Saturday 24 July 2010

Three generations

I heard the sad news this week that my next-door neighbour has passed away. They've been living here about as long as we have - roughly thirty-five years - and we've got on well, often having a chat about this or that over the garden fence. She'd been losing the battle against cancer for over eighteen months, in and out of hospital a few times and having to give up first work and then her car, so I guess it wasn't totally unexpected. When her son, who still lives only just over the road, came over to tell me the news, he was putting a brave face on it: nevertheless the death of a wife or mother is always a painful loss however it occurs.

I was about his age - 40 - when my mother died. I went totally to pieces and I don't know to this day how I got through that week between her death on the Monday and her funeral on the Friday: nothing had prepared me for it. Perhaps I was lucky (or unlucky according to how you look at it) but I'd never experienced the death of anyone close to me.
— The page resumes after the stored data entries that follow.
// =============================================================================
// Queue Status
// =============================================================================

/// Read-only snapshot of the queue for operators.
#[derive(Debug, Clone, Default, PartialEq, Serialize, Deserialize)]
pub struct QueueStatus {
    pub pending: i64,
    pub in_flight: i64,
    pub completed: i64,
    pub skipped: i64,
    pub failed: i64,
    /// Enqueue time of the oldest pending operation.
    pub oldest_pending_at: Option<DateTime<Utc>>,
    /// Age of the oldest pending operation, in seconds.
    pub oldest_pending_age_secs: Option<i64>,
}

impl QueueStatus {
    /// Count for one status.
    pub fn count(&self, status: OperationStatus) -> i64 {
        match status {
            OperationStatus::Pending => self.pending,
            OperationStatus::InFlight => self.in_flight,
            OperationStatus::Completed => self.completed,
            OperationStatus::Skipped => self.skipped,
            OperationStatus::Failed => self.failed,
        }
    }

    pub fn total(&self) -> i64 {
        OperationStatus::ALL.iter().map(|s| self.count(*s)).sum()
    }

    /// Percentage of operations that are not parked as failed. 100 when empty.
    pub fn health_score(&self) -> f64 {
        let total = self.total();
        if total == 0 {
            return 100.0;
        }
        (total - self.failed) as f64 * 100.0 / total as f64
    }

    /// A nonzero failed count means someone has to look at the queue.
    pub fn needs_attention(&self) -> bool {
        self.failed > 0
    }

    fn set(&mut self, status: OperationStatus, count: i64) {
        match status {
            OperationStatus::Pending => self.pending = count,
            OperationStatus::InFlight => self.in_flight = count,
            OperationStatus::Completed => self.completed = count,
            OperationStatus::Skipped => self.skipped = count,
            OperationStatus::Failed => self.failed = count,
        }
    }
}

// =============================================================================
// Repository
// =============================================================================

/// Repository for the durable sync queue.
#[derive(Debug, Clone)]
pub struct SyncQueueRepository {
    pool: SqlitePool,
    max_attempts: u32,
}
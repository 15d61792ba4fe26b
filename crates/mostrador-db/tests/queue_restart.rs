use std::collections::BTreeSet;
use std::sync::Arc;

use tempfile::TempDir;

use mostrador_core::{DependencyRanker, OperationKind, OperationStatus, Payload, SchemaDescriptor, Value};
use mostrador_db::{Database, DbConfig};

fn named(nombre: &str) -> Payload {
    let mut payload = Payload::new();
    payload.insert("nombre".to_string(), Value::Text(nombre.to_string()));
    payload
}

#[tokio::test]
async fn queue_state_survives_reopen() {
    let tmp = TempDir::new().expect("tmp");
    let db_path = tmp.path().join("mostrador.db");

    let (completed, retried, in_flight, untouched) = {
        let db = Database::new(DbConfig::new(&db_path)).await.expect("open");
        let queue = db.queue();

        let completed = queue.enqueue("categorias", OperationKind::Create, &named("a")).await.expect("enqueue");
        let retried = queue.enqueue("categorias", OperationKind::Create, &named("b")).await.expect("enqueue");
        let in_flight = queue.enqueue("categorias", OperationKind::Create, &named("c")).await.expect("enqueue");
        let untouched = queue.enqueue("productos", OperationKind::Create, &named("d")).await.expect("enqueue");

        queue.mark_in_flight(completed).await.expect("in flight");
        queue.mark_completed(completed).await.expect("completed");
        queue.mark_in_flight(retried).await.expect("in flight");
        queue.mark_retry(retried, "connection refused").await.expect("retry");
        queue.mark_in_flight(in_flight).await.expect("in flight");

        db.close().await;
        (completed, retried, in_flight, untouched)
    };

    let db = Database::new(DbConfig::new(&db_path)).await.expect("reopen");
    let queue = db.queue();

    assert_eq!(queue.recover_in_flight().await.expect("recover"), 1);

    let done = queue.get(completed).await.expect("get").expect("row");
    assert_eq!(done.status, OperationStatus::Completed);

    let again = queue.get(retried).await.expect("get").expect("row");
    assert_eq!(again.status, OperationStatus::Pending);
    assert_eq!(again.attempts, 1);
    assert_eq!(again.last_error.as_deref(), Some("connection refused"));

    let ids: Vec<_> = queue
        .next_batch(&DependencyRanker::pos_default(), 10)
        .await
        .expect("batch")
        .into_iter()
        .map(|op| op.id)
        .collect();
    assert_eq!(ids, vec![retried, in_flight, untouched]);
}

#[tokio::test]
async fn concurrent_enqueue_keeps_every_entry() {
    let tmp = TempDir::new().expect("tmp");
    let db = Database::new(DbConfig::new(tmp.path().join("mostrador.db")))
        .await
        .expect("open");

    let mut handles = Vec::new();
    for i in 0..20 {
        let queue = db.queue();
        handles.push(tokio::spawn(async move {
            queue
                .enqueue("ventas", OperationKind::Create, &named(&format!("venta-{i}")))
                .await
        }));
    }

    let mut ids = BTreeSet::new();
    for handle in handles {
        ids.insert(handle.await.expect("join").expect("enqueue"));
    }

    assert_eq!(ids.len(), 20);
    assert_eq!(db.queue().count_pending().await.expect("count"), 20);
}

#[tokio::test]
async fn rejected_local_write_leaves_queue_untouched() {
    let tmp = TempDir::new().expect("tmp");
    let db = Database::new(DbConfig::new(tmp.path().join("mostrador.db")))
        .await
        .expect("open");
    let mutations = db.mutations(Arc::new(SchemaDescriptor::pos_default()));

    let mut orphan = Payload::new();
    orphan.insert("venta_id".to_string(), Value::Int(404));
    orphan.insert("producto_id".to_string(), Value::Int(404));
    orphan.insert("cantidad".to_string(), Value::Int(1));
    orphan.insert("precio_unitario".to_string(), Value::Decimal(1.5));
    orphan.insert("subtotal".to_string(), Value::Decimal(1.5));

    let err = mutations
        .apply("detalle_ventas", OperationKind::Create, &orphan)
        .await
        .expect_err("foreign keys are enforced");
    assert!(matches!(err, mostrador_db::DbError::ForeignKeyViolation { .. }));

    let status = db.queue().status().await.expect("status");
    assert_eq!(status.total(), 0);
}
My grandparents had both died while we were out in Hong Kong. We couldn't go to their funeral: I don't really remember how my mother coped with it, but knowing her I suspect she shielded me from much of her sorrow. In those days, air travel was an unaffordable luxury and the flights with stopovers would've taken a couple of days each way. Even international phone calls were prohibitively expensive, leaving airmail letters (or telegrams, if the message was both brief and urgent) as the only method of keeping in touch.

I wrote last month about the trip I took to Hornchurch after my mother died, and one of the places I visited was the graveyard at St Andrews Church: I was foolishly hoping to visit my grandparents' graves. But I didn't know where they'd been buried: although on our return from Hong Kong we'd visited the aunts and uncles from time to time whilever they were still living there, I was aware at the back of my mind that we'd never gone to my grandparents' graves, but it hadn't occurred to me that there must've been a reason for that. In fact it wasn't until my father died four years later and I inherited the box of family papers that I discovered two little poignant 'In memoriam' cards which had been sent out to us in Hong Kong and which showed that they'd been cremated - an option which I think was a lot less common in those days than it is now.


So, I was left with just the memories. Their flat was still there, with the iron fire escape leading from the back door in the kitchen, that I used to run up and down as a six-year old whenever we went to see them. I remember them as a kindly old couple: I liked going to visit, and I got the occasional treat - though I don't think I was ever spoiled rotten as some grandchildren appear to be!